INFORMATION GIVEN:
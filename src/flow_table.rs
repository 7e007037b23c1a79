//! Flow table and completed-flow queue
//!
//! The active map is guarded by a single mutex: key lookup, insert, and
//! the move-to-completed all happen inside one short critical section so
//! the ingest path and the periodic sweep never observe a half-updated
//! flow. A flow lives in exactly one place at a time; completion moves it
//! out of the map and into the bounded queue by value.

use std::collections::{HashMap, VecDeque};
use std::time::{Duration, Instant};

use parking_lot::Mutex;
use serde::{Deserialize, Serialize};
use tracing::debug;

use crate::core::{CompletionReason, Flow, FlowKey, PacketMeta};
use crate::detect::RuleKind;

/// Flow lifecycle configuration
#[derive(Debug, Clone, Serialize, Deserialize)]
pub struct FlowConfig {
    /// Seconds without a packet before a flow is swept out
    #[serde(default = "default_idle_timeout")]
    pub idle_timeout_secs: f64,
    /// Completed-flow queue capacity; oldest entries are evicted when full
    #[serde(default = "default_completed_capacity")]
    pub completed_capacity: usize,
    /// Active-map cap; the stalest flow is force-completed when exceeded
    #[serde(default = "default_max_active")]
    pub max_active: usize,
}

impl Default for FlowConfig {
    fn default() -> Self {
        Self {
            idle_timeout_secs: default_idle_timeout(),
            completed_capacity: default_completed_capacity(),
            max_active: default_max_active(),
        }
    }
}

fn default_idle_timeout() -> f64 {
    2.0
}

fn default_completed_capacity() -> usize {
    1000
}

fn default_max_active() -> usize {
    100_000
}

impl FlowConfig {
    pub fn idle_timeout(&self) -> Duration {
        Duration::from_secs_f64(self.idle_timeout_secs)
    }
}

/// What `ingest` did with the packet's flow
#[derive(Debug, Clone, Copy, PartialEq, Eq)]
pub enum IngestOutcome {
    /// First packet of a new flow
    Created,
    /// Existing flow updated
    Updated,
    /// FIN/RST moved the flow to the completed queue
    Completed,
}

/// Bounded FIFO of completed flows; push evicts the oldest when full
#[derive(Debug)]
pub struct CompletedQueue {
    inner: Mutex<VecDeque<Flow>>,
    capacity: usize,
}

impl CompletedQueue {
    pub fn new(capacity: usize) -> Self {
        Self {
            inner: Mutex::new(VecDeque::with_capacity(capacity.min(1024))),
            capacity,
        }
    }

    /// Push with eviction. Dropping the oldest completed flow is the
    /// backpressure policy, not an error.
    pub fn push(&self, flow: Flow) {
        let mut q = self.inner.lock();
        if q.len() >= self.capacity {
            q.pop_front();
            debug!("completed queue full, evicting oldest flow");
        }
        q.push_back(flow);
    }

    pub fn pop(&self) -> Option<Flow> {
        self.inner.lock().pop_front()
    }

    pub fn len(&self) -> usize {
        self.inner.lock().len()
    }

    pub fn is_empty(&self) -> bool {
        self.inner.lock().is_empty()
    }
}

/// Active flow map with timeout-driven completion
pub struct FlowTable {
    active: Mutex<HashMap<FlowKey, Flow>>,
    config: FlowConfig,
}

impl FlowTable {
    pub fn new(config: FlowConfig) -> Self {
        Self {
            active: Mutex::new(HashMap::with_capacity(1024)),
            config,
        }
    }

    /// Feed one packet through the table. Creates the flow on first
    /// sight, appends per-direction statistics otherwise, and moves the
    /// flow to `completed` synchronously when the packet carries FIN or
    /// RST.
    ///
    /// A rule verdict for this packet is stamped onto the flow here, in
    /// the same critical section, so it lands before a terminal packet
    /// moves the flow out of the map. When a hit is stamped the updated
    /// flow is also returned by value for the alert record.
    pub fn ingest(
        &self,
        pkt: &PacketMeta,
        rule_hit: Option<RuleKind>,
        completed: &CompletedQueue,
    ) -> (IngestOutcome, Option<Flow>) {
        let (key, direction) = FlowKey::from_packet(pkt);
        let terminal = pkt.tcp_flags().map(|f| f.is_terminal()).unwrap_or(false);

        let mut active = self.active.lock();

        let outcome = match active.get_mut(&key) {
            Some(flow) => {
                flow.update(pkt, direction);
                IngestOutcome::Updated
            }
            None => {
                if active.len() >= self.config.max_active {
                    Self::evict_stalest(&mut active, completed);
                }
                active.insert(key, Flow::new(pkt));
                IngestOutcome::Created
            }
        };

        let mut hit_flow = None;
        if let Some(kind) = rule_hit {
            if let Some(flow) = active.get_mut(&key) {
                flow.mark_rule_hit(kind);
                hit_flow = Some(flow.clone());
            }
        }

        if terminal {
            if let Some(mut flow) = active.remove(&key) {
                flow.completed_by = Some(CompletionReason::FinRst);
                drop(active);
                completed.push(flow);
                return (IngestOutcome::Completed, hit_flow);
            }
        }

        (outcome, hit_flow)
    }

    /// Clone the live accumulator for a packet's flow (packet-sampled
    /// model scoring). The flow itself stays active.
    pub fn snapshot_flow(&self, pkt: &PacketMeta) -> Option<Flow> {
        let (key, _) = FlowKey::from_packet(pkt);
        self.active.lock().get(&key).cloned()
    }

    /// Move every flow idle longer than the timeout into the completed
    /// queue. Returns how many were swept.
    pub fn sweep(&self, now: Instant, completed: &CompletedQueue) -> usize {
        let timeout = self.config.idle_timeout();
        let mut active = self.active.lock();

        let expired: Vec<FlowKey> = active
            .iter()
            .filter(|(_, flow)| flow.idle_for(now) > timeout)
            .map(|(key, _)| *key)
            .collect();

        let count = expired.len();
        let mut swept = Vec::with_capacity(count);
        for key in expired {
            if let Some(mut flow) = active.remove(&key) {
                flow.completed_by = Some(CompletionReason::IdleTimeout);
                swept.push(flow);
            }
        }
        drop(active);

        for flow in swept {
            completed.push(flow);
        }
        count
    }

    /// Force every remaining active flow into the completed queue
    /// (graceful shutdown).
    pub fn flush_all(&self, completed: &CompletedQueue) -> usize {
        let mut active = self.active.lock();
        let drained: Vec<Flow> = active
            .drain()
            .map(|(_, mut flow)| {
                flow.completed_by = Some(CompletionReason::Shutdown);
                flow
            })
            .collect();
        drop(active);

        let count = drained.len();
        for flow in drained {
            completed.push(flow);
        }
        count
    }

    pub fn active_count(&self) -> usize {
        self.active.lock().len()
    }

    fn evict_stalest(active: &mut HashMap<FlowKey, Flow>, completed: &CompletedQueue) {
        if let Some(key) = active
            .iter()
            .min_by_key(|(_, flow)| flow.end)
            .map(|(key, _)| *key)
        {
            if let Some(mut flow) = active.remove(&key) {
                flow.completed_by = Some(CompletionReason::IdleTimeout);
                completed.push(flow);
            }
        }
    }
}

TASK PROMPT: Write out the records. Leave nothing out and change nothing.

THE ANSWER:
filename src/flow_table.rs
repository 7e007037b23c1a79
//! Flow table and completed-flow queue
//!
//! The active map is guarded by a single mutex: key lookup, insert, and
//! the move-to-completed all happen inside one short critical section so
//! the ingest path and the periodic sweep never observe a half-updated
//! flow. A flow lives in exactly one place at a time; completion moves it
//! out of the map and into the bounded queue by value.

use std::collections::{HashMap, VecDeque};
use std::time::{Duration, Instant};

use parking_lot::Mutex;
use serde::{Deserialize, Serialize};
use tracing::debug;

use crate::core::{CompletionReason, Flow, FlowKey, PacketMeta};
use crate::detect::RuleKind;

/// Flow lifecycle configuration
#[derive(Debug, Clone, Serialize, Deserialize)]
pub struct FlowConfig {
    /// Seconds without a packet before a flow is swept out
    #[serde(default = "default_idle_timeout")]
    pub idle_timeout_secs: f64,
    /// Completed-flow queue capacity; oldest entries are evicted when full
    #[serde(default = "default_completed_capacity")]
    pub completed_capacity: usize,
    /// Active-map cap; the stalest flow is force-completed when exceeded
    #[serde(default = "default_max_active")]
    pub max_active: usize,
}

impl Default for FlowConfig {
    fn default() -> Self {
        Self {
            idle_timeout_secs: default_idle_timeout(),
            completed_capacity: default_completed_capacity(),
            max_active: default_max_active(),
        }
    }
}

fn default_idle_timeout() -> f64 {
    2.0
}

fn default_completed_capacity() -> usize {
    1000
}

fn default_max_active() -> usize {
    100_000
}

impl FlowConfig {
    pub fn idle_timeout(&self) -> Duration {
        Duration::from_secs_f64(self.idle_timeout_secs)
    }
}

/// What `ingest` did with the packet's flow
#[derive(Debug, Clone, Copy, PartialEq, Eq)]
pub enum IngestOutcome {
    /// First packet of a new flow
    Created,
    /// Existing flow updated
    Updated,
    /// FIN/RST moved the flow to the completed queue
    Completed,
}

/// Bounded FIFO of completed flows; push evicts the oldest when full
#[derive(Debug)]
pub struct CompletedQueue {
    inner: Mutex<VecDeque<Flow>>,
    capacity: usize,
}

impl CompletedQueue {
    pub fn new(capacity: usize) -> Self {
        Self {
            inner: Mutex::new(VecDeque::with_capacity(capacity.min(1024))),
            capacity,
        }
    }

    /// Push with eviction. Dropping the oldest completed flow is the
    /// backpressure policy, not an error.
    pub fn push(&self, flow: Flow) {
        let mut q = self.inner.lock();
        if q.len() >= self.capacity {
            q.pop_front();
            debug!("completed queue full, evicting oldest flow");
        }
        q.push_back(flow);
    }

    pub fn pop(&self) -> Option<Flow> {
        self.inner.lock().pop_front()
    }

    pub fn len(&self) -> usize {
        self.inner.lock().len()
    }

    pub fn is_empty(&self) -> bool {
        self.inner.lock().is_empty()
    }
}

/// Active flow map with timeout-driven completion
pub struct FlowTable {
    active: Mutex<HashMap<FlowKey, Flow>>,
    config: FlowConfig,
}

impl FlowTable {
    pub fn new(config: FlowConfig) -> Self {
        Self {
            active: Mutex::new(HashMap::with_capacity(1024)),
            config,
        }
    }

    /// Feed one packet through the table. Creates the flow on first
    /// sight, appends per-direction statistics otherwise, and moves the
    /// flow to `completed` synchronously when the packet carries FIN or
    /// RST.
    ///
    /// A rule verdict for this packet is stamped onto the flow here, in
    /// the same critical section, so it lands before a terminal packet
    /// moves the flow out of the map. When a hit is stamped the updated
    /// flow is also returned by value for the alert record.
    pub fn ingest(
        &self,
        pkt: &PacketMeta,
        rule_hit: Option<RuleKind>,
        completed: &CompletedQueue,
    ) -> (IngestOutcome, Option<Flow>) {
        let (key, direction) = FlowKey::from_packet(pkt);
        let terminal = pkt.tcp_flags().map(|f| f.is_terminal()).unwrap_or(false);

        let mut active = self.active.lock();

        let outcome = match active.get_mut(&key) {
            Some(flow) => {
                flow.update(pkt, direction);
                IngestOutcome::Updated
            }
            None => {
                if active.len() >= self.config.max_active {
                    Self::evict_stalest(&mut active, completed);
                }
                active.insert(key, Flow::new(pkt));
                IngestOutcome::Created
            }
        };

        let mut hit_flow = None;
        if let Some(kind) = rule_hit {
            if let Some(flow) = active.get_mut(&key) {
                flow.mark_rule_hit(kind);
                hit_flow = Some(flow.clone());
            }
        }

        if terminal {
            if let Some(mut flow) = active.remove(&key) {
                flow.completed_by = Some(CompletionReason::FinRst);
                drop(active);
                completed.push(flow);
                return (IngestOutcome::Completed, hit_flow);
            }
        }

        (outcome, hit_flow)
    }

    /// Clone the live accumulator for a packet's flow (packet-sampled
    /// model scoring). The flow itself stays active.
    pub fn snapshot_flow(&self, pkt: &PacketMeta) -> Option<Flow> {
        let (key, _) = FlowKey::from_packet(pkt);
        self.active.lock().get(&key).cloned()
    }

    /// Move every flow idle longer than the timeout into the completed
    /// queue. Returns how many were swept.
    pub fn sweep(&self, now: Instant, completed: &CompletedQueue) -> usize {
        let timeout = self.config.idle_timeout();
        let mut active = self.active.lock();

        let expired: Vec<FlowKey> = active
            .iter()
            .filter(|(_, flow)| flow.idle_for(now) > timeout)
            .map(|(key, _)| *key)
            .collect();

        let count = expired.len();
        let mut swept = Vec::with_capacity(count);
        for key in expired {
            if let Some(mut flow) = active.remove(&key) {
                flow.completed_by = Some(CompletionReason::IdleTimeout);
                swept.push(flow);
            }
        }
        drop(active);

        for flow in swept {
            completed.push(flow);
        }
        count
    }

    /// Force every remaining active flow into the completed queue
    /// (graceful shutdown).
    pub fn flush_all(&self, completed: &CompletedQueue) -> usize {
        let mut active = self.active.lock();
        let drained: Vec<Flow> = active
            .drain()
            .map(|(_, mut flow)| {
                flow.completed_by = Some(CompletionReason::Shutdown);
                flow
            })
            .collect();
        drop(active);

        let count = drained.len();
        for flow in drained {
            completed.push(flow);
        }
        count
    }

    pub fn active_count(&self) -> usize {
        self.active.lock().len()
    }

    fn evict_stalest(active: &mut HashMap<FlowKey, Flow>, completed: &CompletedQueue) {
        if let Some(key) = active
            .iter()
            .min_by_key(|(_, flow)| flow.end)
            .map(|(key, _)| *key)
        {
            if let Some(mut flow) = active.remove(&key) {
                flow.completed_by = Some(CompletionReason::IdleTimeout);
                completed.push(flow);
            }
        }
    }
}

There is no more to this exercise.